Colloquium - Details
You will receive information about presentations in time if you subscribe to the newsletter of the Colloquium Communications Technology.
Master-Vortrag: Model-based Voice Activity Detection
Geoffroy Vanderreydt
19. September 2016
11:00 Uhr
Hörsaal 4G IKS
The goal of Voice Activity Detection (VAD) is to detect segments of a noisy speech signal where speech is present. In this thesis we present and analyze two existing model-based VADs: a statistical model-based VAD proposed by Sohn and a self-adaptive MFCC-model-based VAD proposed by Kinnunen.

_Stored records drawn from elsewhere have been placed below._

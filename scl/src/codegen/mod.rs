//! Assembly code generator.
//!
//! Lowers the AST into a textual listing for the external assembler:
//! a `format binary` header, an ISA include, a data section for
//! globals, then per-function code with `main` first. Control flow is
//! label-based, with conditional moves into `r31`; the software stack
//! grows downward through `r30` in 4-byte cells. Output is fully
//! deterministic, including label numbering.
mod registers;

use std::collections::{HashMap, HashSet};

use smol_str::SmolStr;

use crate::{
    ast::{
        ArrayDecl, BinOp, Expr, FuncCall, FuncDef, Global, LValue, Program, PtrDecl, Stmt, Ty,
        UnOp, VarDecl,
    },
    error::{CodegenError, Pos},
    interp::intrinsic_arity,
};

use self::registers::RegisterPool;
pub use self::registers::{ARG_FIRST, LOCAL_FIRST, LOCAL_LAST, PC, SP, TEMP_FIRST, TEMP_LAST};

/// Size of one stack cell in bytes.
const WORD: u32 = 4;

/// Code generator tuning.
#[derive(Debug, Clone)]
pub struct CodegenConf {
    /// Path written into the `include` directive of the listing.
    pub isa_include: String,
    /// Initial value of the stack pointer, loaded in `main`'s prologue.
    pub stack_top: u32,
}

impl Default for CodegenConf {
    fn default() -> Self {
        Self {
            isa_include: "ISA.inc".to_string(),
            stack_top: 0x10000,
        }
    }
}

/// Where a name lives during lowering.
#[derive(Debug, Clone)]
enum Binding {
    /// Local scalar held in a local-class register.
    Reg { reg: u8, ty: Ty },
    /// Stack cell, `offset` bytes below the frame's link cell.
    /// Negative offsets address caller-pushed cells above the link.
    Stack { offset: i32, ty: Ty },
    StackArray { offset: i32, len: u32, ty: Ty },
    Global { ty: Ty },
    GlobalArray { len: u32, ty: Ty },
    /// `register`-qualified variable pinned to a hardware register.
    HardReg { reg: u8, ty: Ty },
}

#[derive(Debug, Default)]
struct Scope {
    bindings: HashMap<SmolStr, Binding>,
    /// Local registers to release at scope exit, in allocation order.
    regs: Vec<u8>,
    /// Stack bytes to pop at scope exit.
    stack_bytes: u32,
}

#[derive(Debug, Clone)]
struct LoopLabels {
    break_label: String,
    continue_label: String,
    /// Frame depth at loop entry; break/continue rewind to it.
    depth: u32,
}

pub struct CodeGen<'a> {
    program: &'a Program,
    conf: CodegenConf,
    data: Vec<String>,
    code: Vec<String>,
    label_counters: HashMap<&'static str, u32>,
    pool: RegisterPool,
    scopes: Vec<Scope>,
    loop_stack: Vec<LoopLabels>,
    /// Bytes the current function has allocated below its link cell at
    /// the current emission point. Statically tracked; stack-relative
    /// addressing depends on it.
    frame_depth: u32,
    current_fn: SmolStr,
    is_main: bool,
    /// Scalars whose address is taken somewhere in the current
    /// function; they live on the stack instead of in registers.
    addr_taken: HashSet<SmolStr>,
    user_functions: HashSet<SmolStr>,
    /// Register-qualified globals, reserved in every function.
    global_hard_regs: Vec<u8>,
    /// `register` globals with literal initializers, loaded in `main`'s
    /// prologue.
    pending_reg_inits: Vec<(u8, u32)>,
    needs_udiv: bool,
    needs_umod: bool,
}
//! Credential store and token selection.
//!
//! - [`Credential`]: a stored bearer token with its capability flags and the
//!   last-known rate-limit snapshot
//! - [`TokenSelector`]: picks a credential for a new job
//! - [`CredentialService`]: add/import/edit/test/list operations

mod plan;
mod selector;
mod service;
mod types;

pub use plan::parse_plan_type;
pub use selector::{SelectedCredential, TokenSelector, eligible_candidates};
pub use service::{CredentialPage, CredentialService, CredentialSummary, TestOutcome};
pub use types::{AccountStatus, ConcurrencyLimits, Credential, PlanTier, Quota, RateLimitSnapshot};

Based on this analysis, we attempt two ways to modify and possibly improve Kinnunen's VAD method. The models in this VAD approach are codebooks and our first modication consists of extending the codebooks to Gaussian Mixture Models (GMM). We obtain similar results as with codebooks but the soft decisions become more binary. Kinnunen's method is self-adaptive thanks to an initial (energy-based) VAD that selects reliable noise-only and speech+noise frames as training vectors. In the analysis part, we observe that there is room for improvement by better selecting the training vectors. Therefore, our second modication consists of using other initial VADs: Sohn's method and a back-to-back approach of Kinnunen's method. This modication doesn't improve the VAD performance and we explain in this thesis possible reasons for that.